The clinically integrated network (CIN) is an increasingly preferred alignment option. First, it allows employed and independent physicians to develop and implement a full range of coordinated approaches. Second, it allows combinations into larger groups—for example, one health system’s CIN can work with another system’s CIN, or with a larger independent CIN—creating a still larger group that will be more cost effective in achieving population health management.
The underlying principle of the CIN is that it enables more effective, coordinated care, and that this is better for the patient. One of the strongest appeals of the CIN is its flexibility. CINs can include many forms of hospital-physician models—academic practice plans, employed physician groups, independent physician groups—as long as they adhere to legal requirements of a CIN. CINs increasingly include the full range of care options, including pre- and post-acute services. In order to fulfill the legal requirements of a CIN, the network must develop and follow common approaches to delivering care (for example, for chronically ill patient populations). A discussion of the legal requirements for CINs is available in HFMA’s Acquisition and Affiliation Strategies Value Project report.

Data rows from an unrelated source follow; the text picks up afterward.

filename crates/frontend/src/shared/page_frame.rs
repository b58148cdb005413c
//! PageFrame: root wrapper for every page rendered in the content area.
//!
//! Sets `id` (`"{section}--{category}"`) and `data-page-category` on the
//! root element, plus the page title header.

use super::page_standard::*;
use leptos::prelude::*;

#[component]
pub fn PageFrame(
    /// HTML id in format `{section}--{category}`, e.g. `"nomina--dashboard"`.
    page_id: &'static str,
    /// One of the PAGE_CAT_* constants from `page_standard`.
    category: &'static str,
    title: &'static str,
    #[prop(optional)] class: &'static str,
    children: Children,
) -> impl IntoView {
    debug_assert!(is_valid_page_id(page_id), "bad page id: {}", page_id);
    debug_assert!(is_known_category(category), "unknown page category: {}", category);

    let base_class = match category {
        PAGE_CAT_DASHBOARD => "page page--dashboard",
        PAGE_CAT_DETAIL => "page page--detail",
        PAGE_CAT_DOCUMENTS => "page page--documents",
        _ => "page",
    };
    let full_class = if class.is_empty() {
        base_class.to_string()
    } else {
        format!("{base_class} {class}")
    };

    view! {
        <div id=page_id class=full_class data-page-category=category>
            <div class="page__header">
                <h1 class="page__title">{title}</h1>
            </div>
            <div class="page__content">{children()}</div>
        </div>
    }
}
use std::sync::Arc;

use contracts::charts::ChartFilter;
use leptos::prelude::*;
use leptos::task::spawn_local;

use super::api::fetch_chart;
use super::definition::ChartDefinition;
use super::kinds::{
    Billing, ChartKind, Expenses, Headcount, Novelties, NoveltyShare, Payroll, ProfitMargin,
    SalaryTransport,
};
use super::pipeline::{plan_fetch, settle, ChartDisplay, FetchPlan, RequestSequencer};
use crate::system::session::{BrowserSession, SessionStore};

/// Re-fetches chart `D` whenever `filter` changes. Responses to anything
/// but the latest request are dropped.
pub fn use_chart<D: ChartDefinition>(filter: Signal<ChartFilter>) -> ReadSignal<ChartDisplay> {
    let (display, set_display) =
        signal(ChartDisplay::Incomplete(D::INCOMPLETE_MESSAGE.to_string()));
    let sequencer = Arc::new(RequestSequencer::default());

    Effect::new(move |_| {
        let filter = filter.get();
        // A new ticket also retires whatever is still in flight
        let ticket = sequencer.issue();
        let plan = plan_fetch(&filter, D::REQUIRED, || BrowserSession.token());
        set_display.set(plan.display::<D>());

        let FetchPlan::Issue { token } = plan else {
            return;
        };
        let sequencer = Arc::clone(&sequencer);
        spawn_local(async move {
            let result = fetch_chart::<D>(&filter, &token).await;
            if !sequencer.is_current(ticket) {
                log::debug!("chart {}: dropping stale response", D::KEY);
                return;
            }
            set_display.set(settle::<D>(result));
        });
    });

    display
}

pub fn use_chart_kind(kind: ChartKind, filter: Signal<ChartFilter>) -> ReadSignal<ChartDisplay> {
    match kind {
        ChartKind::Billing => use_chart::<Billing>(filter),
        ChartKind::Payroll => use_chart::<Payroll>(filter),
        ChartKind::Headcount => use_chart::<Headcount>(filter),
        ChartKind::Expenses => use_chart::<Expenses>(filter),
        ChartKind::Novelties => use_chart::<Novelties>(filter),
        ChartKind::SalaryTransport => use_chart::<SalaryTransport>(filter),
        ChartKind::NoveltyShare => use_chart::<NoveltyShare>(filter),
        ChartKind::ProfitMargin => use_chart::<ProfitMargin>(filter),
    }
}
use contracts::charts::ChartData;
use leptos::prelude::*;

use crate::charts::presentation::ChartShape;

/// (label, color) pairs: one per series, or one per slice for pies
pub fn legend_entries(data: &ChartData, shape: ChartShape) -> Vec<(String, String)> {
    match (shape, data.series.first()) {
        (ChartShape::Pie, Some(series)) => data
            .labels
            .iter()
            .enumerate()
            .map(|(i, label)| {
                let color = series
                    .style
                    .slice_colors
                    .get(i)
                    .cloned()
                    .unwrap_or_else(|| series.style.fill_color.clone());
                (label.clone(), color)
            })
            .collect(),
        _ => data
            .series
            .iter()
            .map(|s| (s.label.clone(), s.style.border_color.clone()))
            .collect(),
    }
}

#[component]
pub fn Legend(entries: Vec<(String, String)>) -> impl IntoView {
    view! {
        <ul class="chart-legend">
            {entries
                .into_iter()
                .map(|(label, color)| {
                    view! {
                        <li class="chart-legend__item">
                            <span class="chart-legend__swatch" style=format!("background:{}", color)></span>
                            {label}
                        </li>
                    }
                })
                .collect::<Vec<_>>()}
        </ul>
    }
}

#[cfg(test)]
mod tests {
    use super::*;
    use contracts::charts::{ChartSeries, SeriesStyle};

    #[test]
    fn test_pie_legend_lists_slices() {
        let data = ChartData {
            labels: vec!["Recargo".into(), "Extras".into()],
            series: vec![ChartSeries {
                label: "Total".into(),
                data: vec![1.0, 2.0],
                style: SeriesStyle::default().with_slices(vec!["red".into(), "blue".into()]),
            }],
        };

        assert_eq!(
            legend_entries(&data, ChartShape::Pie),
            vec![("Recargo".to_string(), "red".to_string()), ("Extras".to_string(), "blue".to_string())]
        );
        assert_eq!(legend_entries(&data, ChartShape::Bar), vec![("Total".to_string(), String::new())]);
    }
}
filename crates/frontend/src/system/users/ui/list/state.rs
use contracts::system::users::User;
use leptos::prelude::*;

#[derive(Clone, Debug)]
pub struct UsersListState {
    pub items: Vec<User>,
    pub search_query: String,
    pub sort_field: String,
    pub sort_ascending: bool,
    pub is_loaded: bool,
}

impl Default for UsersListState {
    fn default() -> Self {
        Self {
            items: Vec::new(),
            search_query: String::new(),
            sort_field: "id".to_string(),
            sort_ascending: true,
            is_loaded: false,
        }
    }
}

pub fn create_state() -> RwSignal<UsersListState> {
    RwSignal::new(UsersListState::default())
}
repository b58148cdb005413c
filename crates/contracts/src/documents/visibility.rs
//! Which published documents a signed-in user may see on each page.

use super::Document;
use crate::catalog::{DocumentPage, Role};
use crate::system::auth::UserProfile;

#[derive(Debug, Clone, Copy, PartialEq, Eq)]
pub enum VisibilityRule {
    /// Documents for administrators are hidden from everybody else
    AdminOnlyHidden,
    /// Administration and development see everything, coordination sees
    /// everything except administration documents, leadership sees only
    /// leadership documents
    RoleMatrix,
}

impl VisibilityRule {
    pub fn for_page(page: DocumentPage) -> Self {
        match page {
            DocumentPage::Indicadores => VisibilityRule::RoleMatrix,
            DocumentPage::Planeacion | DocumentPage::Gestion | DocumentPage::Facturacion => {
                VisibilityRule::AdminOnlyHidden
            }
        }
    }

    pub fn allows(&self, viewer: Option<&UserProfile>, doc: &Document) -> bool {
        let viewer_role = viewer.and_then(|v| v.role());
        match self {
            VisibilityRule::AdminOnlyHidden => {
                viewer_role == Some(Role::Administracion) || doc.id_rol != Role::Administracion.id()
            }
            VisibilityRule::RoleMatrix => match viewer_role {
                Some(Role::Administracion) | Some(Role::Desarrollo) => true,
                Some(Role::Coordinacion) => doc.id_rol != Role::Administracion.id(),
                Some(Role::Lideracion) => doc.id_rol == Role::Lideracion.id(),
                None => false,
            },
        }
    }
}

pub fn visible_documents(
    docs: &[Document],
    rule: VisibilityRule,
    viewer: Option<&UserProfile>,
) -> Vec<Document> {
    docs.iter()
        .filter(|d| rule.allows(viewer, d))
        .cloned()
        .collect()
}

#[cfg(test)]
mod tests {
    use super::*;

    fn doc(id: i64, id_rol: i32) -> Document {
        Document {
            id,
            nombre: format!("doc-{id}"),
            url: format!("https://example.com/{id}"),
            id_rol,
            id_pagina: 2,
            id_subregion: Some(1),
        }
    }

    fn viewer(id_rol: i32) -> UserProfile {
        UserProfile {
            id_rol: Some(id_rol),
            ..UserProfile::default()
        }
    }

    fn ids(docs: Vec<Document>) -> Vec<i64> {
        docs.into_iter().map(|d| d.id).collect()
    }

    #[test]
    fn test_admin_only_hidden() {
        let docs = vec![doc(1, 1), doc(2, 2), doc(3, 3)];
        let rule = VisibilityRule::AdminOnlyHidden;
        assert_eq!(ids(visible_documents(&docs, rule, Some(&viewer(1)))), vec![1, 2, 3]);
        assert_eq!(ids(visible_documents(&docs, rule, Some(&viewer(3)))), vec![2, 3]);
        assert_eq!(ids(visible_documents(&docs, rule, None)), vec![2, 3]);
    }

    #[test]
    fn test_role_matrix() {
        let docs = vec![doc(1, 1), doc(2, 2), doc(3, 3), doc(4, 4)];
        let rule = VisibilityRule::RoleMatrix;
        assert_eq!(ids(visible_documents(&docs, rule, Some(&viewer(4)))), vec![1, 2, 3, 4]);
        assert_eq!(ids(visible_documents(&docs, rule, Some(&viewer(2)))), vec![2, 3, 4]);
        assert_eq!(ids(visible_documents(&docs, rule, Some(&viewer(3)))), vec![3]);
        assert!(visible_documents(&docs, rule, None).is_empty());
    }

    #[test]
    fn test_rule_per_page() {
        assert_eq!(
            VisibilityRule::for_page(DocumentPage::Indicadores),
            VisibilityRule::RoleMatrix
        );
        assert_eq!(
            VisibilityRule::for_page(DocumentPage::Facturacion),
            VisibilityRule::AdminOnlyHidden
        );
    }
}
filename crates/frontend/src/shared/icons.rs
use leptos::prelude::*;

/// Inline stroke icon by name; unknown names fall back to a clock
pub fn icon(name: &str) -> AnyView {
    match name {
        "home" => view! {
            <svg width="20" height="20" viewBox="0 0 24 24" fill="none" stroke="currentColor" stroke-width="2" stroke-linecap="round" stroke-linejoin="round" aria-hidden="true">
                <path d="m3 9 9-7 9 7v11a2 2 0 0 1-2 2H5a2 2 0 0 1-2-2z"/>
                <polyline points="9 22 9 12 15 12 15 22"/>
            </svg>
        }.into_any(),
        "clipboard" => view! {
            <svg width="20" height="20" viewBox="0 0 24 24" fill="none" stroke="currentColor" stroke-width="2" stroke-linecap="round" stroke-linejoin="round" aria-hidden="true">
                <path d="M16 4h2a2 2 0 0 1 2 2v14a2 2 0 0 1-2 2H6a2 2 0 0 1-2-2V6a2 2 0 0 1 2-2h2"/>
                <rect x="8" y="2" width="8" height="4" rx="1"/>
            </svg>
        }.into_any(),
        "bar-chart" => view! {
            <svg width="20" height="20" viewBox="0 0 24 24" fill="none" stroke="currentColor" stroke-width="2" stroke-linecap="round" stroke-linejoin="round" aria-hidden="true">
                <line x1="12" y1="20" x2="12" y2="10"/>
                <line x1="18" y1="20" x2="18" y2="4"/>
                <line x1="6" y1="20" x2="6" y2="16"/>
            </svg>
        }.into_any(),
        "folder" => view! {
            <svg width="20" height="20" viewBox="0 0 24 24" fill="none" stroke="currentColor" stroke-width="2" stroke-linecap="round" stroke-linejoin="round" aria-hidden="true">
                <path d="M22 19a2 2 0 0 1-2 2H4a2 2 0 0 1-2-2V5a2 2 0 0 1 2-2h5l2 3h9a2 2 0 0 1 2 2z"/>
            </svg>
        }.into_any(),
        "dollar-sign" => view! {
            <svg width="20" height="20" viewBox="0 0 24 24" fill="none" stroke="currentColor" stroke-width="2" stroke-linecap="round" stroke-linejoin="round" aria-hidden="true">
                <line x1="12" y1="1" x2="12" y2="23"/>
                <path d="M17 5H9.5a3.5 3.5 0 0 0 0 7h5a3.5 3.5 0 0 1 0 7H6"/>
            </svg>
        }.into_any(),
        "users" => view! {
            <svg width="20" height="20" viewBox="0 0 24 24" fill="none" stroke="currentColor" stroke-width="2" stroke-linecap="round" stroke-linejoin="round" aria-hidden="true">
                <path d="M17 21v-2a4 4 0 0 0-4-4H7a4 4 0 0 0-4 4v2"/>
                <circle cx="9" cy="7" r="4"/>
                <path d="M23 21v-2a4 4 0 0 0-3-3.87"/>
                <path d="M16 3.13a4 4 0 0 1 0 7.75"/>
            </svg>
        }.into_any(),
        "file-text" => view! {
            <svg width="20" height="20" viewBox="0 0 24 24" fill="none" stroke="currentColor" stroke-width="2" stroke-linecap="round" stroke-linejoin="round" aria-hidden="true">
                <path d="M14 2H6a2 2 0 0 0-2 2v16a2 2 0 0 0 2 2h12a2 2 0 0 0 2-2V8z"/>
                <polyline points="14 2 14 8 20 8"/>
                <line x1="16" y1="13" x2="8" y2="13"/>
                <line x1="16" y1="17" x2="8" y2="17"/>
            </svg>
        }.into_any(),
        "settings" => view! {
            <svg width="20" height="20" viewBox="0 0 24 24" fill="none" stroke="currentColor" stroke-width="2" stroke-linecap="round" stroke-linejoin="round" aria-hidden="true">
                <circle cx="12" cy="12" r="3"/>
                <path d="M12 1v2M12 21v2M4.22 4.22l1.42 1.42M18.36 18.36l1.42 1.42M1 12h2M21 12h2M4.22 19.78l1.42-1.42M18.36 5.64l1.42-1.42"/>
            </svg>
        }.into_any(),
        "key" => view! {
            <svg width="20" height="20" viewBox="0 0 24 24" fill="none" stroke="currentColor" stroke-width="2" stroke-linecap="round" stroke-linejoin="round" aria-hidden="true">
                <circle cx="7.5" cy="15.5" r="5.5"/>
                <path d="m21 2-9.6 9.6"/>
                <path d="m15.5 7.5 3 3L22 7l-3-3"/>
            </svg>
        }.into_any(),
        "user" => view! {
            <svg width="20" height="20" viewBox="0 0 24 24" fill="none" stroke="currentColor" stroke-width="2" stroke-linecap="round" stroke-linejoin="round" aria-hidden="true">
                <path d="M20 21v-2a4 4 0 0 0-4-4H8a4 4 0 0 0-4 4v2"/>
                <circle cx="12" cy="7" r="4"/>
            </svg>
        }.into_any(),
        "log-out" => view! {
            <svg width="20" height="20" viewBox="0 0 24 24" fill="none" stroke="currentColor" stroke-width="2" stroke-linecap="round" stroke-linejoin="round" aria-hidden="true">
                <path d="M9 21H5a2 2 0 0 1-2-2V5a2 2 0 0 1 2-2h4"/>
                <polyline points="16 17 21 12 16 7"/>
                <line x1="21" y1="12" x2="9" y2="12"/>
            </svg>
        }.into_any(),
        "menu" => view! {
            <svg width="20" height="20" viewBox="0 0 24 24" fill="none" stroke="currentColor" stroke-width="2" stroke-linecap="round" stroke-linejoin="round" aria-hidden="true">
                <line x1="3" y1="12" x2="21" y2="12"/>
                <line x1="3" y1="6" x2="21" y2="6"/>
                <line x1="3" y1="18" x2="21" y2="18"/>
            </svg>
        }.into_any(),
        "external-link" => view! {
            <svg width="20" height="20" viewBox="0 0 24 24" fill="none" stroke="currentColor" stroke-width="2" stroke-linecap="round" stroke-linejoin="round" aria-hidden="true">
                <path d="M18 13v6a2 2 0 0 1-2 2H5a2 2 0 0 1-2-2V8a2 2 0 0 1 2-2h6"/>
                <polyline points="15 3 21 3 21 9"/>
                <line x1="10" y1="14" x2="21" y2="3"/>
            </svg>
        }.into_any(),
        _ => view! {
            <svg width="20" height="20" viewBox="0 0 24 24" fill="none" stroke="currentColor" stroke-width="2" stroke-linecap="round" stroke-linejoin="round" aria-hidden="true">
                <circle cx="12" cy="12" r="10"/>
                <path d="M12 8v4l3 3"/>
            </svg>
        }.into_any(),
    }
}
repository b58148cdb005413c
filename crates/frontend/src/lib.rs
pub mod app;
pub mod app_shell;
pub mod charts;
pub mod documents;
pub mod layout;
pub mod pages;
pub mod shared;
pub mod system;

use wasm_bindgen::prelude::wasm_bindgen;

#[wasm_bindgen]
pub fn hydrate() {
    // initializes logging using the `log` crate
    _ = console_log::init_with_level(log::Level::Debug);
    console_error_panic_hook::set_once();

    leptos::mount::mount_to_body(app::App);
}

#[wasm_bindgen(start)]
pub fn start() {
    hydrate();
}
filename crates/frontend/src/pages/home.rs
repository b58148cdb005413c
use leptos::prelude::*;

use crate::layout::global_context::AppGlobalContext;
use crate::layout::registry::Page;
use crate::shared::icons::icon;
use crate::shared::page_frame::PageFrame;
use crate::shared::page_standard::PAGE_CAT_DASHBOARD;
use crate::system::auth::context::use_auth;

#[component]
pub fn HomePage() -> impl IntoView {
    let ctx = use_context::<AppGlobalContext>().expect("AppGlobalContext not found");
    let (auth_state, _) = use_auth();

    let greeting = move || {
        auth_state
            .get()
            .user
            .map(|u| format!("Hola, {}", u.display_name()))
            .unwrap_or_else(|| "Hola".to_string())
    };

    view! {
        <PageFrame page_id="home--dashboard" category=PAGE_CAT_DASHBOARD title="Inicio">
            <p class="home__greeting">{greeting}</p>
            <div class="home__grid">
                {Page::navigation().into_iter().filter(|p| *p != Page::Home).map(|page| view! {
                    <button class="home__card" on:click=move |_| ctx.navigate(page)>
                        {icon(page.icon())}
                        <span>{page.title()}</span>
                    </button>
                }).collect_view()}
            </div>
        </PageFrame>
    }
}
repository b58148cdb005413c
pub mod api;
pub mod context;
pub mod guard;
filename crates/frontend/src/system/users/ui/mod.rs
pub mod details;
pub mod list;
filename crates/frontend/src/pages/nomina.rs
use leptos::prelude::*;

use crate::charts::{ChartKind, ChartPanel};
use crate::shared::filters::{default_period_filter, PeriodFilterBar};
use crate::shared::page_frame::PageFrame;
use crate::shared::page_standard::PAGE_CAT_DASHBOARD;

#[component]
pub fn NominaPage() -> impl IntoView {
    let filter = RwSignal::new(default_period_filter());

    view! {
        <PageFrame page_id="nomina--dashboard" category=PAGE_CAT_DASHBOARD title="Informes de Nómina">
            <PeriodFilterBar filter=filter />
            <div class="charts-grid charts-grid--single">
                <section class="charts-grid__group">
                    <h2>"Reporte salarial"</h2>
                    <ChartPanel kind=ChartKind::SalaryTransport filter=filter />
                </section>
                <section class="charts-grid__group">
                    <h2>"Reporte novedades"</h2>
                    <ChartPanel kind=ChartKind::Novelties filter=filter />
                    <ChartPanel kind=ChartKind::NoveltyShare filter=filter />
                </section>
            </div>
        </PageFrame>
    }
}
// Copyright (c) 2025 Kirky.X
//
// Licensed under the MIT License
// See LICENSE file in the project root for full license information.

use async_trait::async_trait;
use chromiumoxide::{Browser, BrowserConfig, Page};
use futures::StreamExt;
use std::time::Duration;
use tokio::sync::OnceCell;
use tracing::{debug, info};

use crate::engines::traits::{EngineError, PageEngine};
use crate::utils::url_utils;

const SCROLL_STEP_PX: u32 = 300;
const SCROLL_PAUSE: Duration = Duration::from_millis(700);
// Hard cap so a router that never advances the page parameter cannot hang the run.
const MAX_SCROLL_ITERATIONS: u32 = 600;
const HEIGHT_WAIT_TIMEOUT: Duration = Duration::from_secs(5);
const HEIGHT_POLL_INTERVAL: Duration = Duration::from_millis(100);

/// Chromium引擎
///
/// 基于chromiumoxide实现的页面加载引擎。
/// 浏览器在第一次使用时才启动，整个实例生命周期内复用同一个标签页。
pub struct ChromiumEngine {
    session: OnceCell<(Browser, Page)>,
}

impl ChromiumEngine {
    pub fn new() -> Self {
        Self {
            session: OnceCell::new(),
        }
    }

    // Lazily launches the browser and opens the single page used for all loads.
    async fn page(&self) -> Result<&Page, EngineError> {
        let (_, page) = self
            .session
            .get_or_try_init(|| async {
                let config = BrowserConfig::builder()
                    .no_sandbox()
                    .arg("--disable-blink-features=AutomationControlled")
                    .arg("--disable-gpu")
                    .arg("--disable-dev-shm-usage")
                    .build()
                    .map_err(EngineError::Config)?;

                let (browser, mut handler) = Browser::launch(config).await?;

                // Drain browser events so the CDP connection stays responsive
                tokio::spawn(async move {
                    while let Some(event) = handler.next().await {
                        if event.is_err() {
                            break;
                        }
                    }
                });

                let page = browser.new_page("about:blank").await?;
                info!("Browser session started");
                Ok::<_, EngineError>((browser, page))
            })
            .await?;
        Ok(page)
    }

    async fn current_height(page: &Page) -> Result<i64, EngineError> {
        page.evaluate("document.body.scrollHeight")
            .await?
            .into_value::<i64>()
            .map_err(|e| EngineError::Evaluation(e.to_string()))
    }

    // Polls until the document grows past `previous` or the bounded wait runs out.
    async fn wait_for_height_growth(page: &Page, previous: i64) -> Result<bool, EngineError> {
        let deadline = tokio::time::Instant::now() + HEIGHT_WAIT_TIMEOUT;
        while tokio::time::Instant::now() < deadline {
            tokio::time::sleep(HEIGHT_POLL_INTERVAL).await;
            if Self::current_height(page).await? > previous {
                return Ok(true);
            }
        }
        Ok(false)
    }
}

impl Default for ChromiumEngine {
    fn default() -> Self {
        Self::new()
    }
}

#[async_trait]
impl PageEngine for ChromiumEngine {
    /// 加载列表页
    ///
    /// 从第一页开始逐步向下滚动；站点的客户端路由把当前页码写进
    /// `p` 查询参数，超过目标页数后停止滚动并返回渲染后的HTML
    async fn load_listing_page(
        &self,
        base_url: &str,
        page_count: u32,
    ) -> Result<String, EngineError> {
        let page = self.page().await?;
        let start_url = format!("{}?p=1", base_url);
        info!("Loading listing page: {}", start_url);
        page.goto(start_url.as_str()).await?;

        for iteration in 0..MAX_SCROLL_ITERATIONS {
            page.evaluate(format!("window.scrollBy(0, {});", SCROLL_STEP_PX))
                .await?;
            tokio::time::sleep(SCROLL_PAUSE).await;

            let Some(current) = page.url().await? else {
                continue;
            };
            match url_utils::page_param(&current) {
                // The router has not populated the parameter yet, keep scrolling
                None => continue,
                Some(value) => match value.parse::<u32>() {
                    Ok(p) if p <= page_count => continue,
                    _ => {
                        debug!(
                            "Pagination passed page {} after {} scroll steps",
                            page_count,
                            iteration + 1
                        );
                        break;
                    }
                },
            }
        }

        Ok(page.content().await?)
    }

    /// 加载商品页
    ///
    /// 反复滚动到文档底部，直到页面高度在限定等待内不再增长
    async fn load_item_page(&self, url: &str) -> Result<String, EngineError> {
        let page = self.page().await?;
        debug!("Loading item page: {}", url);
        page.goto(url).await?;

        loop {
            let before = Self::current_height(page).await?;
            page.evaluate("window.scrollTo(0, document.body.scrollHeight);")
                .await?;
            if !Self::wait_for_height_growth(page, before).await? {
                break;
            }
        }

        Ok(page.content().await?)
    }
}
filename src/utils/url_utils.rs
// Copyright (c) 2025 Kirky.X
//
// Licensed under the MIT License
// See LICENSE file in the project root for full license information.

use url::{ParseError, Url};

/// 将可能为相对路径的URL转换为绝对路径URL
pub fn resolve_url(base_url: &Url, path: &str) -> Result<Url, ParseError> {
    base_url.join(path)
}

/// 读取URL中 `p` 查询参数的值
///
/// 列表页的客户端路由通过 `p` 参数记录当前渲染到的页码
pub fn page_param(url: &str) -> Option<String> {
    let parsed = Url::parse(url).ok()?;
    parsed
        .query_pairs()
        .find(|(key, _)| key == "p")
        .map(|(_, value)| value.into_owned())
}
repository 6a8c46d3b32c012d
// Copyright (c) 2025 Kirky.X
//
// Licensed under the MIT License
// See LICENSE file in the project root for full license information.

use async_trait::async_trait;
use std::fs;
use std::path::{Path, PathBuf};
use tracing::info;

use crate::domain::models::data_table::DataTable;
use crate::domain::models::scrape_result::{ScrapeResult, FIELD_NAMES};
use crate::domain::repositories::result_repository::{ResultRepository, StorageError};
use crate::utils::os_utils;
use crate::utils::validators::{ScrapedDataValidator, Validator};

/// CSV文件存储实现
///
/// 把结果集写成带行索引列的CSV文件，目录由配置指定，
/// 构造时若目录不存在则创建
pub struct CsvStorage {
    data_dir: PathBuf,
}

impl CsvStorage {
    pub fn new(data_dir: impl Into<PathBuf>) -> Result<Self, StorageError> {
        let data_dir = data_dir.into();
        fs::create_dir_all(&data_dir)?;
        Ok(Self { data_dir })
    }

    fn dir_display(&self) -> String {
        self.data_dir.display().to_string()
    }

    fn file_path(&self, filename: &str) -> PathBuf {
        self.data_dir.join(filename)
    }

    /// 数据目录路径
    pub fn data_dir(&self) -> &Path {
        &self.data_dir
    }
}

#[async_trait]
impl ResultRepository for CsvStorage {
    async fn save(
        &self,
        data: &ScrapeResult,
        filename: Option<&str>,
    ) -> Result<PathBuf, StorageError> {
        ScrapedDataValidator.validate(data)?;

        let name = match filename {
            Some(name) if !name.trim().is_empty() => name.to_string(),
            _ => os_utils::generate_filename(),
        };
        let path = self.file_path(&name);

        let mut writer = csv::Writer::from_path(&path)?;
        // Leading index column, labelled with an empty header cell
        writer.write_record(std::iter::once("").chain(FIELD_NAMES))?;
        for index in 0..data.len() {
            let mut record = vec![index.to_string()];
            record.extend(data.row(index).iter().map(|value| value.to_string()));
            writer.write_record(&record)?;
        }
        writer.flush()?;

        info!("Saved {} records to {}", data.len(), path.display());
        Ok(path)
    }

    async fn load(&self, filename: &str) -> Result<DataTable, StorageError> {
        let path = self.file_path(filename);
        if !path.is_file() {
            return Err(StorageError::FileNotFound {
                filename: filename.to_string(),
                dir: self.dir_display(),
            });
        }

        let mut reader = csv::Reader::from_path(&path)?;
        // Drop the index column on the way in
        let headers: Vec<String> = reader
            .headers()?
            .iter()
            .skip(1)
            .map(|header| header.to_string())
            .collect();
        let mut rows = Vec::new();
        for record in reader.records() {
            let record = record?;
            rows.push(record.iter().skip(1).map(|value| value.to_string()).collect());
        }

        Ok(DataTable::new(headers, rows))
    }

    async fn delete(&self, filename: Option<&str>) -> Result<(), StorageError> {
        if os_utils::is_directory_empty(&self.data_dir)? {
            return Err(StorageError::DirectoryEmpty(self.dir_display()));
        }

        match filename {
            Some(name) => {
                let path = self.file_path(name);
                if !path.is_file() {
                    return Err(StorageError::FileNotFound {
                        filename: name.to_string(),
                        dir: self.dir_display(),
                    });
                }
                fs::remove_file(&path)?;
                info!("Deleted {}", path.display());
            }
            None => {
                for path in os_utils::list_files(&self.data_dir)? {
                    fs::remove_file(&path)?;
                }
                info!("Deleted every file in {}", self.dir_display());
            }
        }

        Ok(())
    }

    async fn list_files(&self) -> Result<Vec<PathBuf>, StorageError> {
        Ok(os_utils::list_files(&self.data_dir)?)
    }
}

Organizing services within a CIN
Many CINs begin by organizing care into major service areas. Teams are organized under the CIN’s governing body. These are typically comprised primarily of physicians and advanced practice clinicians, but also may also include the broader care continuum (including pre-and post-acute care services). They are often under the management of a dyad leadership—the chief medical officer for the CIN, for example, will be paired with an administrative leader.
Common quality and cost emphases for CINs
High cost points in care transitions include readmissions to hospitals and leakage from the CIN. Special task forces or teams are often assigned to address these issues.
After the CIN has been in place for a time, the network often identifies selected populations that are disproportionately expensive and could benefit from targeted approaches.
Example segments that are being targeted for special approaches include:
- Chronic or intensive care groups, such as cancer and cardiac patients that benefit from targeted multi-disciplinary teams in a specialized setting
- The sickest of the sick, who can benefit from targeted care through specialized extensivist or ambulatory intensivist services that provide better care and help avoid inappropriate hospitalization
- Multiple diagnosis patients, such as patients with six or more diagnoses who also may be treated best by a multidisciplinary team in an ambulatory setting
- Homebound and nursing home patients, who may benefit from mobile care.
The precision with which these populations are identified and cared for on an ongoing basis is improving through techniques such as predictive modeling.